Technologies incorporated in the electrification of these sectors will include smart meters, heat pumps, electrothermal storage units, batteries, and electric vehicles. These technologies will be key to enabling the ongoing decarbonisation of our electricity system, and Nova Scotia already has a robust network of companies able to supply, install and maintain them.
Building on models used for energy efficiency, the home heating and transportation sectors could fund innovation in their industries and leverage the funds that were designated by the Federal Government earlier this year to build the green economy. The resulting model would not only be revenue neutral, but could foster sustainable economic development and drive wealth back into Nova Scotia’s economy.
By tackling GHG emission reductions through conversion to a less carbon intense source in locally produced electricity, Nova Scotia will accomplish a range of environmental and economic goals. Most significantly, real, measurable GHG emission reductions can be achieved. Local innovation in new technologies and promotion of economic growth can capitalize on leadership and entrepreneurship in Nova Scotia. Furthermore, sustainable, equitable economic development that enables cross sector application of GHG emission reductions and rural economic development will also provide protection for the most vulnerable against energy price fluctuations and allay any burden of a carbon pricing regime.
Carbon Pricing in Nova Scotia: Policy Strategies for Emission Reduction Success
Headline this week in Bloomberg News (July 18, 2016)
Canada will have a national price on carbon emissions by the end of this year, Environment Minister Catherine McKenna says.
Nova Scotia stands at a crossroads in addressing greenhouse gas emission reductions. Pricing mechanisms will be introduced at the national level in the very near term. The opportunity to drive economic success and innovation lies in policy decisions at the regional level. Decisions on how to implement the carbon price will affect the provincial economy and society at root levels. As the entire world transitions to a green economy, the opportunity for Nova Scotia to take advantage of the shift is integrated closely to its approach to carbon pricing and the carbon economy.
With GHG emission reductions valued in a tangible price, there comes a fundamental shift in the nature of market economics. Incorporating an environmental value as a market commodity opens up new possibilities to growing our economy and driving innovation. Policy makers will need to be open to the possibility of this singular opportunity to drive innovation and economic development by utilizing the value of the carbon commodity to spur economic development in Nova Scotia and encourage real, verifiable emission reductions.
The principles for a Nova Scotia carbon pricing system that were agreed upon by the participants in the first carbon forum hosted by Ecology Action Centre in May 2016, included:
- That the price and mechanism be politically viable
- That a regional approach incorporating Maritime-wide cooperation was preferable
- That any system implemented should be transparent and efficient
- That the system be effective in reducing GHG emissions
- That the system be fair across the board to vulnerable individuals, businesses, and sectors
- That the system be supportive of the transition to a green economy
Participants also agreed upon the importance of innovation and economic transition in the context of building a sustainable economy in Nova Scotia through carbon pricing. Agreement on the following:
- The introduction of a carbon pricing framework should spur innovation, and attract new talent to Nova Scotia. Innovative solutions for problems and inefficiencies identified by the introduction of a carbon pricing framework should be supported, and catalyze the transition to a sustainable and green economy.

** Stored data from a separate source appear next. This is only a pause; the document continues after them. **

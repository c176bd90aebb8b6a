use serde_json::{Map, Value};
use uuid::Uuid;

mod error;
mod filter;
mod memory;
mod qdrant;

pub use error::{IndexError, Result};
pub use filter::{Condition, Filter};
pub use memory::MemoryIndex;
pub use qdrant::QdrantIndex;

#[derive(Debug, Clone, PartialEq)]
pub struct Point {
    pub id: String,
    pub vector: Vec<f32>,
    pub payload: Map<String, Value>,
}

#[derive(Debug, Clone, PartialEq)]
pub struct ScoredPoint {
    pub id: String,
    pub score: f32,
    pub payload: Map<String, Value>,
}

/// Filterable nearest-neighbour store. Upserting an existing id replaces it.
pub trait VectorIndex: Send + Sync {
    fn collection_exists(&self, name: &str) -> Result<bool>;
    fn create_collection(&self, name: &str, dims: usize) -> Result<()>;
    fn upsert(&self, name: &str, points: Vec<Point>) -> Result<()>;
    fn search(
        &self,
        name: &str,
        vector: &[f32],
        filter: &Filter,
        limit: usize,
    ) -> Result<Vec<ScoredPoint>>;
    /// Exact point count.
    fn count(&self, name: &str) -> Result<u64>;
    /// Returns whether the collection existed.
    fn drop_collection(&self, name: &str) -> Result<bool>;
}

/// Deterministic point id for a tenant's chunk.
pub fn point_id(bot_id: &str, chunk_id: &str) -> Uuid {
    Uuid::new_v5(&Uuid::NAMESPACE_URL, format!("{bot_id}:{chunk_id}").as_bytes())
}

- A carbon pricing framework should prioritize carbon reduction strategies in the transportation sector.
- Reduction of emissions from residential, commercial, and industrial properties should be specifically targeted by a carbon pricing framework. A carbon pricing framework should also support the electrification of home and commercial heating sources.
Given the consensus principles of fairness, efficiency, transparency, and innovation, SWEB Development proposes a carbon pricing policy that focuses on transportation and home heating sectors. To date the electricity sector has borne the brunt of regulation and policy surrounding emission reductions. In fact, in 2015 26.5% of Nova Scotia’s electricity consumption was fueled by renewable sources.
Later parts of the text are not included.